Через два дня новый ансамбль музыкантов — Бассано из Венеции, которым Генрих даровал прибежище в Англии, — играл в покоях Анны. Король сидел рядом с супругой в окружении ее дам. Вдруг музыку прервал громкий всхлип. Все повернулись на звук, и королева увидела Анну Бассет, которая плакала на плече у миссис Кромвель.

— Уведите ее, — приказала она матушке Лёве, которая поспешила выполнить распоряжение.

Генрих дал сигнал музыкантам продолжать.

— Не могу понять, что так расстроило миссис Бассет, — сказала ему Анна, когда концерт закончился и дамы принялись накрывать стол к ужину.

— Утром я приказал арестовать за измену ее отчима лорда Лайла, — ответил Генрих, чопорно поджав губы. — Мне предъявили доказательства, что он планировал продать Кале французам. Сейчас он в Тауэре. Наверное, госпоже Бассет только что сообщили об этом.

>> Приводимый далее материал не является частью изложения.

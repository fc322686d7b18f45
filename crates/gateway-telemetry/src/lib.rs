//! # Gateway Telemetry
//!
//! Observability for the Claude Router gateway.
//!
//! This crate provides:
//! - Structured logging (pretty or JSON) with `RUST_LOG` filtering
//! - Optional OpenTelemetry tracing layer
//! - Prometheus metrics for requests, backend latency, stream truncation and
//!   the client cache

#![forbid(unsafe_code)]
#![warn(missing_docs)]

pub mod logging;
pub mod metrics;
pub mod tracing_setup;

// Re-export main types
pub use logging::{init_logging, LoggingConfig};
pub use metrics::{Metrics, MetricsConfig};
pub use tracing_setup::{init_tracing, shutdown_tracing, TracingConfig, TracingError};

— Какой ужас для нее и для вашей милости! — воскликнула Анна, думая, каким ударом это стало для амбициозной матери Анны. — Мне уволить ее?

— Нет, Анна. Она не совершала измены, и мне нравится эта маленькая шалунья. Можете сообщить ей, что мое неудовольствие на нее не распространяется.

— Ее отца казнят? — отважилась спросить Анна.

— Он мой кузен. Я не стану проливать его кровь. Пусть какое-то время погорюет о своей глупости в Тауэре.

Анна не ожидала от него такого милосердия.

Уже не одну неделю при дворе обсуждали коронацию Анны. Все с нетерпением ждали этого события. Однако никаких приготовлений до сих пор не велось, Пятидесятница прошла, а о коронации и помину не было.

Когда Анна пожаловалась на это доктору Харсту, его ответ был твердым:

— Я поднимал этот вопрос в беседе с королем. Вы имеете право на корону.

— Благодарю вас. Я боялась обсуждать с ним эту тему, чтобы не спровоцировать гнев. В последние недели у него так сильно меняется настроение.

— Мне это прекрасно известно, мадам. — Харст криво усмехнулся. — И я уверен, что лорду Кромвелю, или милорду Эссексу, как теперь его следует называть, тоже, так как, я слышал, позавчера король надрал ему уши и прогнал из своих покоев. Он вышел, побитый, но с улыбкой, и, смею утверждать, вскоре ссора была забыта. Если вы скажете королю, что герцог Вильгельм интересуется, когда вас коронуют, думаю, он отнесется к этому спокойно.

— Тогда я наберусь смелости и спрошу его, — пообещала Анна.